While discussing this article
http://www.lindsredding.com/2012/03/11/a-overdue-lesson-in-perspective/
Yesterday I proposed that there is a symptom of overworking that causes the pace of life to be too fast, which can make you ill. While pulling weeds by hand watering the garden at the community plot, I found the panacea for this. Quite simply is to go slowly while you are not working and allow your thoughts to decompress. Albeit, a first world problem.
But what annoyed me about the discussion on social media about this was it was immediately dismissed as a first world problem. Which leads back to the tokenism of growing a handful of vegetables in an organic plot and the saving grace of pulling weeds out by hand is the solution to the problem, of working too hard.
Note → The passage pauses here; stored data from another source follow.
use thiserror::Error;

/// Errors that can occur while parsing a recipe document
#[derive(Error, Debug)]
pub enum ParseError {
    /// A `key: value` metadata line whose key is not recognized
    #[error("invalid metadata key")]
    InvalidMetadataKey { key: String },

    /// An ingredient line with no name left after the amount and unit
    #[error("ingredient line has no name")]
    MissingIngredientName,

    /// A sub-parser failure positioned at the physical line that caused it.
    /// `line` is the raw, untrimmed input line; `line_number` is 1-based.
    #[error("parse error at line {line_number}: {line:?}")]
    AtLine {
        line: String,
        line_number: usize,
        #[source]
        source: Box<ParseError>,
    },
}

impl ParseError {
    /// Wraps a sub-parser failure with the offending line and its 1-based
    /// position. Positioning happens exactly once, at the document level.
    pub(crate) fn at_line(self, line: &str, line_number: usize) -> ParseError {
        ParseError::AtLine {
            line: line.to_string(),
            line_number,
            source: Box::new(self),
        }
    }
}
//! GTS 서버 - GT06 계열 GPS 단말기 수신 서버
//!
//! TCP로 단말기 연결을 받아 코어 레지스트리에 바이트를 공급한다.
//! 코어는 소켓을 모른다: 이 바이너리가 전송 어댑터 구현체다.
//!
//! 사용법:
//!   cargo run --release --bin gts-server -- [OPTIONS]
//!
//! 예시:
//!   # 기본 수신
//!   cargo run --release --bin gts-server -- --bind 0.0.0.0:21100
//!
//!   # 불안정 망 프리셋 + 짧은 하트비트 간격
//!   cargo run --release --bin gts-server -- --preset unstable --heartbeat-interval 30

use std::net::SocketAddr;
use std::sync::atomic::{AtomicU64, Ordering};
use std::sync::Arc;
use std::time::{Duration, Instant};

use bytes::Bytes;
use dashmap::DashMap;
use tokio::io::{AsyncReadExt, AsyncWriteExt};
use tokio::net::{TcpListener, TcpStream};
use tokio::sync::{mpsc, Notify};
use tracing::{info, warn, Level};
use tracing_subscriber::FmtSubscriber;

use gts::session::ConnectionId;
use gts::{Config, Registry, TracingEventSink, TracingTelemetrySink, Transport};

/// 서버 설정
struct ServerConfig {
    bind_addr: SocketAddr,
    config: Config,
}

impl Default for ServerConfig {
    fn default() -> Self {
        Self {
            bind_addr: "0.0.0.0:21100".parse().unwrap(),
            config: Config::default(),
        }
    }
}

fn parse_args() -> ServerConfig {
    let args: Vec<String> = std::env::args().collect();
    let mut server = ServerConfig::default();

    let mut i = 1;
    while i < args.len() {
        match args[i].as_str() {
            "--bind" | "-b" => {
                if i + 1 < args.len() {
                    server.bind_addr = args[i + 1].parse().expect("유효한 주소 필요");
                    i += 1;
                }
            }
            "--preset" => {
                if i + 1 < args.len() {
                    server.config = match args[i + 1].as_str() {
                        "dense" => Config::dense_fleet(),
                        "unstable" => Config::unstable_network(),
                        "default" => Config::default(),
                        other => panic!("알 수 없는 프리셋: {}", other),
                    };
                    i += 1;
                }
            }
            "--heartbeat-interval" => {
                if i + 1 < args.len() {
                    let secs: u64 = args[i + 1].parse().expect("유효한 숫자 필요");
                    server.config.heartbeat_interval_ms = secs * 1000;
                    i += 1;
                }
            }
            "--missed-budget" => {
                if i + 1 < args.len() {
                    server.config.missed_heartbeat_budget =
                        args[i + 1].parse().expect("유효한 숫자 필요");
                    i += 1;
                }
            }
            "--checksum-budget" => {
                if i + 1 < args.len() {
                    server.config.checksum_failure_budget =
                        args[i + 1].parse().expect("유효한 숫자 필요");
                    i += 1;
                }
            }
            "--help" | "-h" => {
                println!(
                    r#"GTS Server - GT06 계열 GPS 단말기 수신 서버

단말기 인증, 하트비트 생존 확인, 위치/상태/알람 프레임 디코딩

사용법:
  cargo run --release --bin gts-server -- [OPTIONS]

옵션:
  -b, --bind <ADDR>            바인드 주소 (기본: 0.0.0.0:21100)
  --preset <NAME>              설정 프리셋: default | dense | unstable
  --heartbeat-interval <SECS>  하트비트 간격 초 (기본: 60)
  --missed-budget <N>          허용 하트비트 누락 횟수 (기본: 3)
  --checksum-budget <N>        허용 연속 체크섬 실패 횟수 (기본: 3)
  -h, --help                   이 도움말 출력

예시:
  # 포트 변경
  cargo run --release --bin gts-server -- --bind 0.0.0.0:5023

  # 대규모 차량군 프리셋
  cargo run --release --bin gts-server -- --preset dense
"#
                );
                std::process::exit(0);
            }
            _ => {}
        }
        i += 1;
    }

    server
}

/// tokio TCP 전송 어댑터
///
/// 코어의 send/close 요청을 연결별 송신 큐와 종료 알림으로 변환한다.
/// 둘 다 블로킹하지 않는다.
#[derive(Default)]
struct TcpTransport {
    writers: DashMap<ConnectionId, mpsc::Sender<Bytes>>,
    closers: DashMap<ConnectionId, Arc<Notify>>,
}

impl TcpTransport {
    fn register(&self, id: ConnectionId, tx: mpsc::Sender<Bytes>, notify: Arc<Notify>) {
        self.writers.insert(id, tx);
        self.closers.insert(id, notify);
    }

    fn deregister(&self, id: ConnectionId) {
        self.writers.remove(&id);
        self.closers.remove(&id);
    }
}

impl Transport for TcpTransport {
    fn send(&self, connection_id: ConnectionId, bytes: Bytes) {
        if let Some(tx) = self.writers.get(&connection_id) {
            // 큐가 가득 차면 프레임을 버린다. 이 프로토콜의 ACK는
            // 단말기가 재전송으로 복구한다.
            if tx.try_send(bytes).is_err() {
                warn!(connection_id, "송신 큐 가득 참, ACK 폐기");
            }
        }
    }

    fn close(&self, connection_id: ConnectionId) {
        if let Some(notify) = self.closers.get(&connection_id) {
            notify.notify_one();
        }
    }
}

async fn handle_connection(
    registry: Arc<Registry>,
    transport: Arc<TcpTransport>,
    stream: TcpStream,
    connection_id: ConnectionId,
) {
    let peer = stream.peer_addr().ok();
    let (mut reader, mut writer) = stream.into_split();

    let (tx, mut rx) = mpsc::channel::<Bytes>(registry.config().write_queue_depth);
    let notify = Arc::new(Notify::new());
    transport.register(connection_id, tx, notify.clone());

    let epoch = registry.on_connect(connection_id);
    info!(connection_id, peer = ?peer, "단말기 연결 수락");

    // 송신 태스크: 큐에 쌓인 프레임을 순서대로 기록
    let writer_task = tokio::spawn(async move {
        while let Some(bytes) = rx.recv().await {
            if writer.write_all(&bytes).await.is_err() {
                break;
            }
        }
        let _ = writer.shutdown().await;
    });

    // 생존 타이머 태스크: 간격마다 레지스트리에 판정 위임.
    // tick이 false를 돌려주면 (종료/에폭 불일치) 스스로 멈춘다.
    let registry_timer = registry.clone();
    let interval = Duration::from_millis(registry.config().heartbeat_interval_ms);
    let timer_task = tokio::spawn(async move {
        loop {
            tokio::time::sleep(interval).await;
            if !registry_timer.tick(connection_id, epoch, Instant::now()) {
                break;
            }
        }
    });

    // 수신 루프: 읽은 바이트를 그대로 코어에 공급한다.
    // 프레임 경계는 코어의 재조립기 책임이다.
    let mut buf = vec![0u8; 4096];
    loop {
        tokio::select! {
            _ = notify.notified() => {
                // 코어가 종료를 요청함 (타임아웃, 위반, 재접속 교체)
                break;
            }
            read = reader.read(&mut buf) => match read {
                Ok(0) => {
                    registry.on_close(connection_id);
                    break;
                }
                Ok(n) => registry.on_bytes(connection_id, &buf[..n]),
                Err(e) => {
                    registry.on_error(connection_id, &e.to_string());
                    break;
                }
            }
        }
    }

    transport.deregister(connection_id);
    timer_task.abort();
    let _ = writer_task.await;
}

#[tokio::main]
async fn main() -> Result<(), Box<dyn std::error::Error>> {
    // 로깅 설정
    let subscriber = FmtSubscriber::builder()
        .with_max_level(Level::INFO)
        .finish();
    tracing::subscriber::set_global_default(subscriber)?;

    let server = parse_args();

    info!("GTS Server starting...");
    info!("Bind address: {}", server.bind_addr);
    info!(
        "Heartbeat interval: {}s, missed budget: {}",
        server.config.heartbeat_interval_ms / 1000,
        server.config.missed_heartbeat_budget
    );

    let transport = Arc::new(TcpTransport::default());
    let registry = Arc::new(Registry::new(
        server.config,
        transport.clone(),
        Arc::new(TracingTelemetrySink),
        Arc::new(TracingEventSink),
    ));

    let listener = TcpListener::bind(server.bind_addr).await?;
    info!("Server listening on {}", server.bind_addr);

    // 주기적 통계 출력
    let registry_stats = registry.clone();
    tokio::spawn(async move {
        loop {
            tokio::time::sleep(Duration::from_secs(60)).await;
            let snapshot = registry_stats.stats().snapshot();
            info!(
                active = registry_stats.active_connections(),
                frames = snapshot.frames_decoded,
                anomalies = snapshot.framing_anomalies,
                checksum_failures = snapshot.checksum_failures,
                timeouts = snapshot.liveness_timeouts,
                "서버 통계"
            );
        }
    });

    let next_id = AtomicU64::new(1);
    loop {
        let (stream, _) = listener.accept().await?;
        let connection_id = next_id.fetch_add(1, Ordering::Relaxed);
        let registry = registry.clone();
        let transport = transport.clone();

        // 연결당 태스크 하나. 한 연결의 실패가 accept 루프나 다른
        // 연결에 전파되지 않는다.
        tokio::spawn(handle_connection(registry, transport, stream, connection_id));
    }
}
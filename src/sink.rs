//! 외부 협력자 싱크
//!
//! 코어는 콘솔 출력이나 저장을 직접 하지 않는다. 디코딩된 텔레메트리는
//! `TelemetrySink`로, 구조화된 서버 이벤트는 `EventSink`로 넘긴다.
//! 전달은 코어 관점에서 at-least-once이며 멱등성은 싱크 책임이다.

use tracing::{debug, info, warn};

use crate::record::TelemetryRecord;
use crate::session::ConnectionId;

/// 구조화된 서버 이벤트
#[derive(Debug, Clone)]
pub enum ServerEvent {
    ConnectionOpened {
        connection_id: ConnectionId,
    },
    ConnectionClosed {
        connection_id: ConnectionId,
        imei: Option<String>,
    },
    FrameDecoded {
        connection_id: ConnectionId,
        protocol: u8,
        serial: u16,
    },
    /// 스트림 재동기화 발생 (바이트 폐기)
    FramingAnomaly {
        connection_id: ConnectionId,
        count: usize,
    },
    ChecksumFailure {
        connection_id: ConnectionId,
        expected: u16,
        got: u16,
    },
    /// 인증 전 텔레메트리 등 상태에 맞지 않는 프레임
    ProtocolViolation {
        connection_id: ConnectionId,
    },
    /// 미확인 프로토콜 번호 (치명적이지 않음)
    UnknownProtocol {
        connection_id: ConnectionId,
        protocol: u8,
    },
    SessionTimeout {
        connection_id: ConnectionId,
        imei: Option<String>,
        missed: u32,
    },
    /// 같은 IMEI 재접속으로 기존 연결 교체
    SessionReplaced {
        imei: String,
        old: ConnectionId,
        new: ConnectionId,
    },
    TransportError {
        connection_id: ConnectionId,
        message: String,
    },
    /// 재조립 버퍼 상한 초과
    BufferOverflow {
        connection_id: ConnectionId,
    },
}

/// 관측 이벤트 싱크
pub trait EventSink: Send + Sync {
    fn on_event(&self, event: &ServerEvent);
}

/// 텔레메트리 레코드 싱크 (IMEI 키)
pub trait TelemetrySink: Send + Sync {
    fn on_record(&self, imei: &str, record: &TelemetryRecord);
}

/// tracing 기반 기본 이벤트 싱크
pub struct TracingEventSink;

impl EventSink for TracingEventSink {
    fn on_event(&self, event: &ServerEvent) {
        match event {
            ServerEvent::ConnectionOpened { connection_id } => {
                info!(connection_id, "단말기 연결됨");
            }
            ServerEvent::ConnectionClosed {
                connection_id,
                imei,
            } => {
                info!(connection_id, imei = imei.as_deref(), "연결 종료");
            }
            ServerEvent::FrameDecoded {
                connection_id,
                protocol,
                serial,
            } => {
                debug!(connection_id, protocol, serial, "프레임 디코딩");
            }
            ServerEvent::FramingAnomaly {
                connection_id,
                count,
            } => {
                warn!(connection_id, count, "프레이밍 이상, 재동기화");
            }
            ServerEvent::ChecksumFailure {
                connection_id,
                expected,
                got,
            } => {
                warn!(
                    connection_id,
                    expected = format_args!("{:04X}", expected),
                    got = format_args!("{:04X}", got),
                    "체크섬 불일치"
                );
            }
            ServerEvent::ProtocolViolation { connection_id } => {
                warn!(connection_id, "프로토콜 위반, 연결 종료");
            }
            ServerEvent::UnknownProtocol {
                connection_id,
                protocol,
            } => {
                warn!(connection_id, protocol, "미확인 프로토콜 번호");
            }
            ServerEvent::SessionTimeout {
                connection_id,
                imei,
                missed,
            } => {
                warn!(
                    connection_id,
                    imei = imei.as_deref(),
                    missed,
                    "하트비트 타임아웃"
                );
            }
            ServerEvent::SessionReplaced { imei, old, new } => {
                info!(imei, old, new, "재접속, 기존 연결 교체");
            }
            ServerEvent::TransportError {
                connection_id,
                message,
            } => {
                warn!(connection_id, message, "전송 계층 에러");
            }
            ServerEvent::BufferOverflow { connection_id } => {
                warn!(connection_id, "재조립 버퍼 오버플로우, 연결 종료");
            }
        }
    }
}

/// tracing 기반 기본 텔레메트리 싱크
///
/// 실제 배포에서는 DB 싱크로 교체한다.
pub struct TracingTelemetrySink;

impl TelemetrySink for TracingTelemetrySink {
    fn on_record(&self, imei: &str, record: &TelemetryRecord) {
        match record {
            TelemetryRecord::Location(loc) => {
                info!(
                    imei,
                    lat = loc.latitude_deg(),
                    lon = loc.longitude_deg(),
                    speed = loc.speed,
                    mileage = loc.mileage,
                    "위치 보고"
                );
            }
            TelemetryRecord::Alarm(alarm) => {
                warn!(imei, kind = ?alarm.kind, "알람 수신");
            }
            other => {
                info!(imei, record = ?other, "텔레메트리 수신");
            }
        }
    }
}
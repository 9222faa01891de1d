//! 서버 설정

/// GTS 서버 설정
#[derive(Debug, Clone)]
pub struct Config {
    /// 하트비트 간격 (밀리초)
    ///
    /// 이 간격마다 생존 타이머가 한 번씩 동작한다.
    pub heartbeat_interval_ms: u64,

    /// 허용 하트비트 누락 횟수
    ///
    /// 누락 횟수가 이 값을 초과하면 연결을 종료한다.
    pub missed_heartbeat_budget: u32,

    /// 허용 연속 체크섬 실패 횟수
    ///
    /// 초과 시 연결 종료. 단발 실패는 해당 프레임만 폐기한다.
    pub checksum_failure_budget: u32,

    /// 연결당 재조립 버퍼 최대 크기 (바이트)
    pub reassembly_buffer_cap: usize,

    /// 확장 프레임 길이 필드 상한 (바이트)
    ///
    /// 선언 길이가 이 값을 넘으면 손상된 프레임으로 간주하고 재동기화한다.
    pub max_declared_len: usize,

    /// 연결당 송신 큐 깊이 (프레임 수)
    pub write_queue_depth: usize,
}

impl Default for Config {
    fn default() -> Self {
        Self {
            heartbeat_interval_ms: 60_000,    // 1분
            missed_heartbeat_budget: 3,
            checksum_failure_budget: 3,
            reassembly_buffer_cap: 64 * 1024, // 64KB
            max_declared_len: 1024,
            write_queue_depth: 64,
        }
    }
}

impl Config {
    /// 새 설정 생성
    pub fn new() -> Self {
        Self::default()
    }

    /// 연결 종료까지의 총 생존 유예 (밀리초)
    pub fn liveness_deadline_ms(&self) -> u64 {
        self.heartbeat_interval_ms * (self.missed_heartbeat_budget as u64 + 1)
    }

    /// 대규모 차량군용 설정
    ///
    /// 단말기가 많고 보고 주기가 긴 환경. 연결당 메모리를 줄이고
    /// 죽은 연결을 빨리 정리한다.
    pub fn dense_fleet() -> Self {
        Self {
            heartbeat_interval_ms: 180_000,   // 3분
            missed_heartbeat_budget: 2,
            checksum_failure_budget: 2,
            reassembly_buffer_cap: 16 * 1024, // 16KB
            max_declared_len: 512,
            write_queue_depth: 32,
        }
    }

    /// 불안정한 이동통신망용 설정
    ///
    /// 2G/3G 음영 지역을 오가는 단말기. 누락과 손상에 관대하게.
    pub fn unstable_network() -> Self {
        Self {
            heartbeat_interval_ms: 60_000,
            missed_heartbeat_budget: 5,
            checksum_failure_budget: 8,
            reassembly_buffer_cap: 128 * 1024, // 128KB
            max_declared_len: 1024,
            write_queue_depth: 128,
        }
    }
}
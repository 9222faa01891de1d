//! 세션 상태 머신
//!
//! 단말기 한 대의 연결 수명 주기: 인증 → 생존 확인 → 종료.
//! 상태 전이는 순수 로직이며 I/O를 하지 않는다. 전이 결과로 해야 할
//! 일(ACK 송신, 싱크 전달)은 `Reply`로 돌려주고 레지스트리가 수행한다.

use std::time::{Duration, Instant};

use crate::record::TelemetryRecord;
use crate::{Error, Result, PROTO_HEARTBEAT, PROTO_LOGIN};

/// 연결 식별자 (전송 어댑터가 부여하는 불투명 키)
pub type ConnectionId = u64;

/// 세션 상태
#[derive(Debug, Clone, Copy, PartialEq, Eq)]
pub enum SessionState {
    /// 로그인 프레임 수신 전
    Unauthenticated,

    /// 로그인 완료, 텔레메트리 수신 중
    Authenticated,

    /// 종료 확정 (터미널 상태, 재진입 없음)
    Closing,
}

/// 상태 전이 결과
#[derive(Debug, Default, PartialEq, Eq)]
pub struct Reply {
    /// 송신할 ACK (프로토콜 번호, 에코할 시리얼)
    pub ack: Option<(u8, u16)>,

    /// 레코드를 텔레메트리 싱크로 전달할지
    pub forward: bool,

    /// 이 전이로 인증된 IMEI (레지스트리 인덱스 갱신용)
    pub authenticated: Option<String>,
}

/// 생존 타이머 판정
#[derive(Debug, Clone, Copy, PartialEq, Eq)]
pub enum TickOutcome {
    /// 간격 내 정상 프레임 수신됨
    Alive,

    /// 하트비트 누락 (허용 범위 내)
    Missed(u32),

    /// 허용 횟수 초과, 세션 종료 대상
    Expired(u32),
}

/// 단말기 세션
#[derive(Debug)]
pub struct Session {
    pub connection_id: ConnectionId,

    /// 단말기 식별자. 로그인 전에는 없음.
    pub imei: Option<String>,

    pub state: SessionState,

    /// 마지막으로 인정된 로그인/하트비트/텔레메트리 시각
    pub last_heartbeat_at: Instant,

    /// 연속 하트비트 누락 횟수
    pub missed_heartbeats: u32,

    /// 마지막으로 에코한 시리얼 번호
    pub pending_serial: u16,

    /// 연속 체크섬 실패 횟수 (정상 프레임 수신 시 리셋)
    pub checksum_failures: u32,
}

impl Session {
    pub fn new(connection_id: ConnectionId, now: Instant) -> Self {
        Self {
            connection_id,
            imei: None,
            state: SessionState::Unauthenticated,
            last_heartbeat_at: now,
            missed_heartbeats: 0,
            pending_serial: 0,
            checksum_failures: 0,
        }
    }

    /// 디코딩된 레코드로 상태 전이
    ///
    /// 인증 전 텔레메트리는 프로토콜 위반이며 연결 종료 사유다.
    pub fn handle(&mut self, record: &TelemetryRecord, now: Instant) -> Result<Reply> {
        if self.state == SessionState::Closing {
            return Ok(Reply::default());
        }

        // 정상 프레임이 디코딩됐으므로 체크섬 실패 연속 카운트 리셋
        self.checksum_failures = 0;

        match record {
            TelemetryRecord::Login(login) => {
                let newly_bound = self.imei.as_deref() != Some(login.imei.as_str());
                self.imei = Some(login.imei.clone());
                self.state = SessionState::Authenticated;
                self.refresh(now, login.serial);

                Ok(Reply {
                    ack: Some((PROTO_LOGIN, login.serial)),
                    forward: false,
                    authenticated: newly_bound.then(|| login.imei.clone()),
                })
            }

            _ if self.state == SessionState::Unauthenticated => {
                self.state = SessionState::Closing;
                Err(Error::ProtocolViolation {
                    reason: "인증 전 텔레메트리 수신",
                })
            }

            TelemetryRecord::Heartbeat(hb) => {
                self.refresh(now, hb.serial);
                Ok(Reply {
                    ack: Some((PROTO_HEARTBEAT, hb.serial)),
                    forward: false,
                    authenticated: None,
                })
            }

            TelemetryRecord::Status(_)
            | TelemetryRecord::Location(_)
            | TelemetryRecord::Alarm(_) => {
                // 모든 트래픽이 생존 신호로 인정됨. ACK는 없음.
                self.refresh(now, record.serial());
                Ok(Reply {
                    ack: None,
                    forward: true,
                    authenticated: None,
                })
            }

            TelemetryRecord::Unknown(_) => Ok(Reply::default()),
        }
    }

    /// 체크섬 실패 기록. 반환값 true면 연결 종료 대상.
    pub fn on_checksum_failure(&mut self, budget: u32) -> bool {
        self.checksum_failures += 1;
        if self.checksum_failures > budget {
            self.state = SessionState::Closing;
            true
        } else {
            false
        }
    }

    /// 생존 타이머 판정
    ///
    /// 타이머 태스크가 간격마다 호출한다. 시각을 인자로 받으므로
    /// 테스트에서 가상 시계로 검증할 수 있다.
    pub fn tick(&mut self, now: Instant, interval: Duration, budget: u32) -> TickOutcome {
        if self.state == SessionState::Closing {
            return TickOutcome::Expired(self.missed_heartbeats);
        }

        if now.saturating_duration_since(self.last_heartbeat_at) < interval {
            return TickOutcome::Alive;
        }

        self.missed_heartbeats += 1;
        if self.missed_heartbeats > budget {
            self.state = SessionState::Closing;
            TickOutcome::Expired(self.missed_heartbeats)
        } else {
            TickOutcome::Missed(self.missed_heartbeats)
        }
    }

    fn refresh(&mut self, now: Instant, serial: u16) {
        self.last_heartbeat_at = now;
        self.missed_heartbeats = 0;
        self.pending_serial = serial;
    }
}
Obviously the success of technology means that food production is automated which would give us more leisure time to pursue other things of interest rather than subsisting on a third world hand to mouth existence of food production and consumption by the simplest means.
But how ironic is it to call out a problem on the Internet as a “first world problem”. In the third world is there a fair trade semiconductor network for your self-righteous thoughts to travel on the internet?
Then I thought more about this issue, without being a hypocrite how can you use the term “first world problem” on the Internet.
Basically you would need to make sure that all of your data packets were travelling on computers/routers/cables/satellites that were made in factories with fair trade agreements. Installed by workers that were union members. Also the materials would need to be mined from lands where respects had been paid to the traditional owners. You would need to make sure that there was no history of tyrants governing the people who mined, refined and manufactured the components of the Internet. You better hope the IT technician that solved the problem with the routing issue, wasn’t getting paid any more than the person working in the mine where the silica for CPU the router that is being used. Otherwise is isn’t really fair trade.
Oh that is right, the Internet is a product of the first world, so the Internet itself IS a first world problem.
So until we get an Internet of trained axolotls that carry messages on the ankles by their own free will. Please don’t use the “first world problem” as a put down without considering that you are massively ironic.